◆ Work task
Working from the listing below, pick each line containing the word "names" and copy it.

BEGIN

//! Raw row adapter
//!
//! Lab extracts disagree on field names and on whether numbers arrive as
//! numbers or strings. This adapter maps every accepted spelling onto
//! [`Observation`]; nothing downstream sees the raw shapes.

use chrono::{DateTime, NaiveDate, NaiveDateTime};
use serde_json::{Map, Value};

use crate::error::{Result, SurveillanceError};
use crate::models::{Observation, Sex};
use crate::utils::logging::log_warning;

const SCOPE_FIELDS: &[&str] = &["scopeId", "scope_id", "facility"];
const TEST_FIELDS: &[&str] = &["testCode", "test_code", "test"];
const VALUE_FIELDS: &[&str] = &["value", "result", "resultValue"];
const UNIT_FIELDS: &[&str] = &["unit", "units"];
const DATE_FIELDS: &[&str] = &["collectedAt", "collected_at", "date"];
const SEX_FIELDS: &[&str] = &["sex", "gender"];
const AGE_FIELDS: &[&str] = &["ageYears", "age", "age_years"];
const NATIONALITY_FIELDS: &[&str] = &["nationality"];

/// Observations adapted from a batch of raw rows
#[derive(Debug, Clone, Default, PartialEq)]
pub struct AdaptedRows {
    /// Rows that became observations, in input order
    pub observations: Vec<Observation>,
    /// Rows rejected as malformed
    pub rejected: usize,
}

/// First non-null value among the accepted spellings of a field
fn field<'a>(row: &'a Map<String, Value>, names: &[&str]) -> Option<&'a Value> {
    names
        .iter()
        .find_map(|name| row.get(*name).filter(|v| !v.is_null()))
}

fn text(row: &Map<String, Value>, names: &[&str]) -> Option<String> {
    match field(row, names)? {
        Value::String(s) => Some(s.trim().to_string()),
        Value::Number(n) => Some(n.to_string()),
        _ => None,
    }
}

fn number(value: &Value) -> Option<f64> {
    let parsed = match value {
        Value::Number(n) => n.as_f64(),
        Value::String(s) => s.trim().parse::<f64>().ok(),
        _ => None,
    };
    parsed.filter(|v| v.is_finite())
}

/// Parse a collection date from a date, a naive timestamp or an RFC 3339 timestamp
pub fn parse_date(raw: &str) -> Option<NaiveDate> {
    let raw = raw.trim();
    NaiveDate::parse_from_str(raw, "%Y-%m-%d")
        .ok()
        .or_else(|| DateTime::parse_from_rfc3339(raw).ok().map(|dt| dt.date_naive()))
        .or_else(|| {
            ["%Y-%m-%dT%H:%M:%S%.f", "%Y-%m-%d %H:%M:%S%.f"]
                .iter()
                .find_map(|format| NaiveDateTime::parse_from_str(raw, format).ok())
                .map(|dt| dt.date())
        })
}

/// Adapt one raw row.
///
/// Rows without a finite value or a parseable collection date are rejected;
/// every other field is optional.
pub fn adapt_row(index: usize, row: &Value) -> Result<Observation> {
    let Value::Object(row) = row else {
        return Err(SurveillanceError::malformed_row(index, "row is not an object"));
    };

    let value = field(row, VALUE_FIELDS)
        .and_then(number)
        .ok_or_else(|| SurveillanceError::malformed_row(index, "missing or non-numeric value"))?;

    let collected_at = text(row, DATE_FIELDS)
        .as_deref()
        .and_then(parse_date)
        .ok_or_else(|| SurveillanceError::malformed_row(index, "missing or invalid collection date"))?;

    Ok(Observation {
        scope_id: text(row, SCOPE_FIELDS).unwrap_or_default(),
        test_code: text(row, TEST_FIELDS)
            .map(|code| code.to_ascii_uppercase())
            .unwrap_or_default(),
        value,
        unit: text(row, UNIT_FIELDS).unwrap_or_default(),
        collected_at,
        sex: text(row, SEX_FIELDS).map_or(Sex::Unknown, |s| Sex::parse(&s)),
        age_years: field(row, AGE_FIELDS).and_then(number).filter(|age| *age >= 0.0),
        nationality: text(row, NATIONALITY_FIELDS).filter(|n| !n.is_empty()),
    })
}

/// Adapt a batch of rows, dropping malformed ones with a warning
pub fn adapt_rows(rows: &[Value]) -> AdaptedRows {
    let mut adapted = AdaptedRows {
        observations: Vec::with_capacity(rows.len()),
        rejected: 0,
    };
    for (index, row) in rows.iter().enumerate() {
        match adapt_row(index, row) {
            Ok(observation) => adapted.observations.push(observation),
            Err(err) => {
                log_warning("Skipping row", Some(&err.to_string()));
                adapted.rejected += 1;
            }
        }
    }
    adapted
}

END

◆ Exercise output
//! Lab extracts disagree on field names and on whether numbers arrive as
fn field<'a>(row: &'a Map<String, Value>, names: &[&str]) -> Option<&'a Value> {
    names
fn text(row: &Map<String, Value>, names: &[&str]) -> Option<String> {
    match field(row, names)? {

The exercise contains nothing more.